◆ **Listed records**:
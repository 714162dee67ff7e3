//! Descriptive statistics for numeric columns.
//!
//! Missing values (nulls and NaN) are dropped before anything is computed.
//! Statistics that are undefined for the remaining values are reported as
//! `None` so a computed zero is never confused with "not computable":
//!
//! - `mean`, `min`, quartiles and `max` need at least one value
//! - `std` needs two values
//! - `skewness` needs three values and a non-constant column
//! - `kurtosis` needs four values and a non-constant column

use indexmap::IndexMap;
use polars::prelude::*;
use rayon::prelude::*;
use serde::Serialize;

use super::values::float_values;

#[derive(Debug, Clone, PartialEq, Serialize)]
pub struct NumericStats {
    pub count: usize,
    pub mean: Option<f64>,
    pub std: Option<f64>,
    pub min: Option<f64>,
    #[serde(rename = "25%")]
    pub q25: Option<f64>,
    #[serde(rename = "50%")]
    pub median: Option<f64>,
    #[serde(rename = "75%")]
    pub q75: Option<f64>,
    pub max: Option<f64>,
    pub skewness: Option<f64>,
    pub kurtosis: Option<f64>,
    pub zeros: usize,
    pub negatives: usize,
}

fn finite(v: Option<f64>) -> Option<f64> {
    v.filter(|x| x.is_finite())
}

fn quantile(ca: &Float64Chunked, q: f64) -> Option<f64> {
    ca.quantile(q, QuantileInterpolOptions::Linear)
        .ok()
        .flatten()
        .and_then(|v| finite(Some(v)))
}

/// Adjusted Fisher-Pearson skewness and bias-corrected excess kurtosis.
fn shape_moments(values: &[f64], mean: f64) -> (Option<f64>, Option<f64>) {
    let n = values.len() as f64;
    let (s2, s3, s4) = values.iter().fold((0.0, 0.0, 0.0), |(s2, s3, s4), x| {
        let d = x - mean;
        let d2 = d * d;
        (s2 + d2, s3 + d2 * d, s4 + d2 * d2)
    });

    if s2 <= 0.0 {
        return (None, None);
    }

    let skewness = (values.len() >= 3).then(|| {
        let m2 = s2 / n;
        let m3 = s3 / n;
        (n * (n - 1.0)).sqrt() / (n - 2.0) * m3 / m2.powf(1.5)
    });

    let kurtosis = (values.len() >= 4).then(|| {
        let denom = (n - 2.0) * (n - 3.0);
        (n + 1.0) * n * (n - 1.0) * s4 / (denom * s2 * s2) - 3.0 * (n - 1.0).powi(2) / denom
    });

    (finite(skewness), finite(kurtosis))
}

pub fn describe(series: &Series) -> PolarsResult<NumericStats> {
    let values: Vec<f64> = float_values(series)?.into_iter().flatten().collect();
    let zeros = values.iter().filter(|v| **v == 0.0).count();
    let negatives = values.iter().filter(|v| **v < 0.0).count();

    let ca = Float64Chunked::from_vec(series.name(), values.clone());
    let mean = finite(ca.mean());
    let min = ca.min();
    let max = ca.max();
    let std = if values.len() >= 2 { finite(ca.std(1)) } else { None };

    // A constant column has no shape, regardless of float noise in the mean.
    let (skewness, kurtosis) = match (mean, min, max) {
        (Some(mean), Some(min), Some(max)) if min < max => shape_moments(&values, mean),
        _ => (None, None),
    };

    Ok(NumericStats {
        count: values.len(),
        mean,
        std,
        min,
        q25: quantile(&ca, 0.25),
        median: quantile(&ca, 0.5),
        q75: quantile(&ca, 0.75),
        max,
        skewness,
        kurtosis,
        zeros,
        negatives,
    })
}

/// Statistics for each named column, keyed in the order given.
pub fn analyze(df: &DataFrame, columns: &[String]) -> PolarsResult<IndexMap<String, NumericStats>> {
    let stats = columns
        .par_iter()
        .map(|name| {
            let series = df.column(name)?;
            describe(series).map(|stats| (name.clone(), stats))
        })
        .collect::<PolarsResult<Vec<_>>>()?;
    Ok(stats.into_iter().collect())
}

◆ **What the task requires**: All that is needed is the exact run of lines above from the line containing "pub struct NumericStats" through the line containing "fn shape_moments(values: &[f64], mean: f64)", both of them included.

◆ **Exercise result**:
pub struct NumericStats {
    pub count: usize,
    pub mean: Option<f64>,
    pub std: Option<f64>,
    pub min: Option<f64>,
    #[serde(rename = "25%")]
    pub q25: Option<f64>,
    #[serde(rename = "50%")]
    pub median: Option<f64>,
    #[serde(rename = "75%")]
    pub q75: Option<f64>,
    pub max: Option<f64>,
    pub skewness: Option<f64>,
    pub kurtosis: Option<f64>,
    pub zeros: usize,
    pub negatives: usize,
}

fn finite(v: Option<f64>) -> Option<f64> {
    v.filter(|x| x.is_finite())
}

fn quantile(ca: &Float64Chunked, q: f64) -> Option<f64> {
    ca.quantile(q, QuantileInterpolOptions::Linear)
        .ok()
        .flatten()
        .and_then(|v| finite(Some(v)))
}

/// Adjusted Fisher-Pearson skewness and bias-corrected excess kurtosis.
fn shape_moments(values: &[f64], mean: f64) -> (Option<f64>, Option<f64>) {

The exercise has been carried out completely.